| WHAT TO DO |
Within this material, find every line where the string "SearchResponse" appears, and copy it out.

------------------------------

use async_trait::async_trait;
use reqwest::{Client, Method, RequestBuilder, Response, StatusCode, Url, header::CONTENT_TYPE};
use serde::Deserialize;
use serde_json::{Value, json};
use std::{collections::HashMap, time::Duration};
use tracing::debug;

use docmapper_core::{
    codec::Document,
    engine::{EngineBuilder, IndexEngine},
    envelope::{BulkItem, BulkResponse, HitEnvelope, Rejection, SearchResponse, WriteAck, WriteReply},
    error::{DocumentStoreError, DocumentStoreResult},
    query::SearchRequest,
};

use crate::config::ElasticsearchConfig;

const NDJSON: &str = "application/x-ndjson";

/// Index engine speaking the Elasticsearch REST API.
///
/// Engine refusals (`4xx`) come back as [`WriteReply::Rejected`]; connection failures and
/// server errors (`5xx`) are [`DocumentStoreError::Transport`].
#[derive(Debug, Clone)]
pub struct ElasticsearchStore {
    client: Client,
    base_url: Url,
    username: Option<String>,
    password: Option<String>,
    refresh: bool,
}

/// Raw bulk response: every item is keyed by its action name.
#[derive(Deserialize)]
struct RawBulkResponse {
    #[serde(default)]
    took: u64,
    #[serde(default)]
    errors: bool,
    #[serde(default)]
    items: Vec<HashMap<String, BulkItem>>,
}

impl ElasticsearchStore {
    pub fn new(client: Client, config: &ElasticsearchConfig) -> DocumentStoreResult<Self> {
        let base_url = Url::parse(&config.url)
            .map_err(|e| DocumentStoreError::Initialization(format!("invalid url {}: {e}", config.url)))?;

        if base_url.cannot_be_a_base() {
            return Err(DocumentStoreError::Initialization(format!(
                "url {} cannot be used as a base",
                config.url
            )));
        }

        Ok(Self {
            client,
            base_url,
            username: config.username.clone(),
            password: config.password.clone(),
            refresh: config.refresh,
        })
    }

    pub fn builder(url: &str) -> ElasticsearchStoreBuilder {
        ElasticsearchStoreBuilder::new(url)
    }

    fn endpoint(&self, segments: &[&str], refresh: bool) -> Url {
        let mut url = self.base_url.clone();

        if let Ok(mut path) = url.path_segments_mut() {
            path.pop_if_empty().extend(segments);
        }
        if refresh && self.refresh {
            url.query_pairs_mut().append_pair("refresh", "true");
        }

        url
    }

    fn request(&self, method: Method, url: Url) -> RequestBuilder {
        debug!(%method, %url, "elasticsearch request");

        let builder = self.client.request(method, url);

        match &self.username {
            Some(username) => builder.basic_auth(username, self.password.as_ref()),
            None => builder,
        }
    }

    async fn send(&self, builder: RequestBuilder) -> DocumentStoreResult<Response> {
        let response = builder
            .send()
            .await
            .map_err(|e| DocumentStoreError::Transport(e.to_string()))?;

        if response.status().is_server_error() {
            let status = response.status();
            let rejection = Self::rejection(response).await;

            return Err(DocumentStoreError::Transport(format!(
                "{status}: {}: {}",
                rejection.kind, rejection.reason
            )));
        }

        Ok(response)
    }

    async fn json<T: for<'de> Deserialize<'de>>(response: Response) -> DocumentStoreResult<T> {
        response
            .json::<T>()
            .await
            .map_err(|e| DocumentStoreError::Decode(e.to_string()))
    }

    /// Reads an error response body into a rejection.
    ///
    /// Handles the structured `{"error": {"type", "reason"}, "status"}` form, string errors and
    /// write responses such as `{"result": "not_found"}`.
    async fn rejection(response: Response) -> Rejection {
        let status = response.status().as_u16();
        let text = match response.text().await {
            Ok(text) => text,
            Err(e) => {
                debug!(status, error = %e, "failed to read error response body");
                String::new()
            }
        };
        let body = serde_json::from_str::<Value>(&text).unwrap_or(Value::Null);

        let (kind, reason) = match body.get("error") {
            Some(Value::Object(cause)) => (
                cause.get("type").and_then(Value::as_str).unwrap_or_default().to_string(),
                cause.get("reason").and_then(Value::as_str).unwrap_or_default().to_string(),
            ),
            Some(Value::String(message)) => (String::new(), message.clone()),
            _ => (
                body.get("result").and_then(Value::as_str).unwrap_or_default().to_string(),
                text,
            ),
        };

        Rejection::new(status, kind, reason)
    }

    async fn write_reply(response: Response) -> DocumentStoreResult<WriteReply> {
        if response.status().is_success() {
            return Ok(WriteReply::Acknowledged(Self::json::<WriteAck>(response).await?));
        }

        let rejection = Self::rejection(response).await;
        debug!(status = rejection.status, kind = %rejection.kind, reason = %rejection.reason, "write rejected");

        Ok(WriteReply::Rejected(rejection))
    }

    async fn failure(response: Response) -> DocumentStoreError {
        let rejection = Self::rejection(response).await;

        DocumentStoreError::Backend(format!(
            "{} {}: {}",
            rejection.status, rejection.kind, rejection.reason
        ))
    }
}

#[async_trait]
impl IndexEngine for ElasticsearchStore {
    async fn get_document(&self, index: &str, id: &str) -> DocumentStoreResult<Option<HitEnvelope>> {
        let url = self.endpoint(&[index, "_doc", id], false);
        let response = self.send(self.request(Method::GET, url)).await?;

        match response.status() {
            StatusCode::NOT_FOUND => Ok(None),
            status if status.is_success() => Ok(Some(Self::json::<HitEnvelope>(response).await?)),
            _ => Err(Self::failure(response).await),
        }
    }

    async fn document_exists(&self, index: &str, id: &str) -> DocumentStoreResult<bool> {
        let url = self.endpoint(&[index, "_doc", id], false);
        let response = self.send(self.request(Method::HEAD, url)).await?;

        match response.status() {
            StatusCode::NOT_FOUND => Ok(false),
            status if status.is_success() => Ok(true),
            status => Err(DocumentStoreError::Backend(format!("unexpected status {status} for exists"))),
        }
    }

    async fn create_document(
        &self,
        index: &str,
        id: Option<&str>,
        body: Document,
    ) -> DocumentStoreResult<WriteReply> {
        let builder = match id {
            Some(id) => self.request(Method::PUT, self.endpoint(&[index, "_create", id], true)),
            None => self.request(Method::POST, self.endpoint(&[index, "_doc"], true)),
        };

        let response = self.send(builder.json(&body)).await?;

        Self::write_reply(response).await
    }

    async fn update_document(
        &self,
        index: &str,
        id: &str,
        body: Value,
    ) -> DocumentStoreResult<WriteReply> {
        let url = self.endpoint(&[index, "_update", id], true);
        let response = self
            .send(self.request(Method::POST, url).json(&body))
            .await?;

        Self::write_reply(response).await
    }

    async fn index_document(
        &self,
        index: &str,
        id: &str,
        body: Value,
    ) -> DocumentStoreResult<WriteReply> {
        let url = self.endpoint(&[index, "_doc", id], true);
        let response = self
            .send(self.request(Method::PUT, url).json(&body))
            .await?;

        Self::write_reply(response).await
    }

    async fn delete_document(&self, index: &str, id: &str) -> DocumentStoreResult<WriteReply> {
        let url = self.endpoint(&[index, "_doc", id], false);
        let response = self.send(self.request(Method::DELETE, url)).await?;

        Self::write_reply(response).await
    }

    async fn search(&self, index: &str, request: SearchRequest) -> DocumentStoreResult<SearchResponse> {
        let url = self.endpoint(&[index, "_search"], false);
        let response = self
            .send(self.request(Method::POST, url).json(&request.to_body()))
            .await?;

        if !response.status().is_success() {
            return Err(Self::failure(response).await);
        }

        Self::json::<SearchResponse>(response).await
    }

    async fn bulk_delete(&self, index: &str, ids: Vec<String>) -> DocumentStoreResult<BulkResponse> {
        if ids.is_empty() {
            return Ok(BulkResponse::default());
        }

        let mut body = String::new();
        for id in &ids {
            body.push_str(&json!({ "delete": { "_index": index, "_id": id } }).to_string());
            body.push('\n');
        }

        let url = self.endpoint(&["_bulk"], false);
        let response = self
            .send(
                self.request(Method::POST, url)
                    .header(CONTENT_TYPE, NDJSON)
                    .body(body),
            )
            .await?;

        if !response.status().is_success() {
            return Err(Self::failure(response).await);
        }

        let raw = Self::json::<RawBulkResponse>(response).await?;
        debug!(index, count = ids.len(), errors = raw.errors, took = raw.took, "bulk delete answered");

        Ok(BulkResponse {
            took: raw.took,
            errors: raw.errors,
            items: raw
                .items
                .into_iter()
                .flat_map(HashMap::into_values)
                .collect(),
        })
    }

    async fn create_index(&self, index: &str) -> DocumentStoreResult<()> {
        let url = self.endpoint(&[index], false);
        let response = self.send(self.request(Method::PUT, url)).await?;

        if !response.status().is_success() {
            return Err(Self::failure(response).await);
        }

        Ok(())
    }

    async fn drop_index(&self, index: &str) -> DocumentStoreResult<()> {
        let url = self.endpoint(&[index], false);
        let response = self.send(self.request(Method::DELETE, url)).await?;

        if !response.status().is_success() {
            return Err(Self::failure(response).await);
        }

        Ok(())
    }
}

/// Builder for constructing [`ElasticsearchStore`] instances.
#[derive(Debug, Clone, Default)]
pub struct ElasticsearchStoreBuilder {
    config: ElasticsearchConfig,
}

impl ElasticsearchStoreBuilder {
    pub fn new(url: &str) -> Self {
        Self {
            config: ElasticsearchConfig {
                url: url.to_string(),
                ..Default::default()
            },
        }
    }

    pub fn from_config(config: ElasticsearchConfig) -> Self {
        Self { config }
    }

    pub fn credentials(mut self, username: &str, password: &str) -> Self {
        self.config.username = Some(username.to_string());
        self.config.password = Some(password.to_string());
        self
    }

    pub fn timeout_secs(mut self, timeout_secs: u64) -> Self {
        self.config.timeout_secs = timeout_secs;
        self
    }

    /// Whether document writes wait for a refresh (`?refresh=true`).
    pub fn refresh(mut self, refresh: bool) -> Self {
        self.config.refresh = refresh;
        self
    }
}

#[async_trait]
impl EngineBuilder for ElasticsearchStoreBuilder {
    type Engine = ElasticsearchStore;

    async fn build(self) -> DocumentStoreResult<Self::Engine> {
        let client = Client::builder()
            .timeout(Duration::from_secs(self.config.timeout_secs))
            .build()
            .map_err(|e| DocumentStoreError::Initialization(e.to_string()))?;

        ElasticsearchStore::new(client, &self.config)
    }
}

#[cfg(test)]
mod tests {
    use super::*;

    fn store(url: &str, refresh: bool) -> ElasticsearchStore {
        let config = ElasticsearchConfig { url: url.to_string(), refresh, ..Default::default() };

        ElasticsearchStore::new(Client::new(), &config).unwrap()
    }

    #[test]
    fn endpoints_encode_ids_and_keep_base_path() {
        let store = store("http://es.local:9200/cluster/", true);

        assert_eq!(
            store.endpoint(&["users", "_doc", "a/b c"], false).as_str(),
            "http://es.local:9200/cluster/users/_doc/a%2Fb%20c",
        );
        assert_eq!(
            store.endpoint(&["users", "_create", "u1"], true).as_str(),
            "http://es.local:9200/cluster/users/_create/u1?refresh=true",
        );
    }

    #[test]
    fn refresh_can_be_disabled() {
        let store = store("http://es.local:9200", false);

        assert_eq!(
            store.endpoint(&["users", "_update", "u1"], true).as_str(),
            "http://es.local:9200/users/_update/u1",
        );
    }

    #[test]
    fn invalid_url_fails_construction() {
        let config = ElasticsearchConfig { url: "not a url".to_string(), ..Default::default() };

        assert!(matches!(
            ElasticsearchStore::new(Client::new(), &config),
            Err(DocumentStoreError::Initialization(_)),
        ));
    }
}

------------------------------

| THE ANSWER |
    envelope::{BulkItem, BulkResponse, HitEnvelope, Rejection, SearchResponse, WriteAck, WriteReply},
    async fn search(&self, index: &str, request: SearchRequest) -> DocumentStoreResult<SearchResponse> {
        Self::json::<SearchResponse>(response).await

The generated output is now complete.